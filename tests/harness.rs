//! Test harness for drivetree integration tests

#![allow(dead_code)]

use std::fs;
use std::path::{Path, PathBuf};
use std::process::Command;
use tempfile::TempDir;

pub use drivetree::test_utils::TestStore;

/// A store root plus a separate working directory for the process.
///
/// Index files land in the working directory by default. The config file
/// lives in its own directory so neither tree is polluted by it, and no user
/// config on the machine is ever read.
pub struct Workspace {
    pub store: TestStore,
    work: TempDir,
    config_dir: TempDir,
}

impl Workspace {
    pub fn new() -> Self {
        let config_dir = TempDir::new().expect("Failed to create temp dir");
        fs::write(config_dir.path().join("config.toml"), "").expect("Failed to write config");
        Self {
            store: TestStore::new(),
            work: TempDir::new().expect("Failed to create temp dir"),
            config_dir,
        }
    }

    pub fn work_dir(&self) -> &Path {
        self.work.path()
    }

    pub fn config_path(&self) -> PathBuf {
        self.config_dir.path().join("config.toml")
    }

    pub fn write_config(&self, content: &str) {
        fs::write(self.config_path(), content).expect("Failed to write config");
    }

    /// Base command: isolated config, working directory set, no store flag.
    pub fn command(&self) -> Command {
        let mut cmd = Command::new(env!("CARGO_BIN_EXE_drivetree"));
        cmd.current_dir(self.work.path())
            .env("DRIVETREE_CONFIG", self.config_path())
            .env("NO_COLOR", "1");
        cmd
    }
}

impl Default for Workspace {
    fn default() -> Self {
        Self::new()
    }
}

/// Run drivetree against the workspace store.
pub fn run_drivetree(ws: &Workspace, args: &[&str]) -> (String, String, bool) {
    let output = ws
        .command()
        .arg("--store")
        .arg(ws.store.path())
        .args(args)
        .output()
        .expect("Failed to run drivetree");

    let stdout = String::from_utf8_lossy(&output.stdout).to_string();
    let stderr = String::from_utf8_lossy(&output.stderr).to_string();
    let success = output.status.success();

    (stdout, stderr, success)
}

#[cfg(test)]
mod tests {
    use super::*;

    #[test]
    fn test_harness_creates_dirs() {
        let ws = Workspace::new();
        assert!(ws.store.path().exists());
        assert!(ws.work_dir().exists());
        assert!(ws.config_path().exists());
    }

    #[test]
    fn test_harness_add_file() {
        let ws = Workspace::new();
        let file_path = ws.store.add_file("/docs/a.txt", "hello");
        assert!(file_path.exists());
        assert!(file_path.starts_with(ws.store.path()));
    }
}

###

Exercise directions:
Only lines containing the string "stdout" belong in the answer; find them in the data above and copy them.

Solution:
    let stdout = String::from_utf8_lossy(&output.stdout).to_string();
    (stdout, stderr, success)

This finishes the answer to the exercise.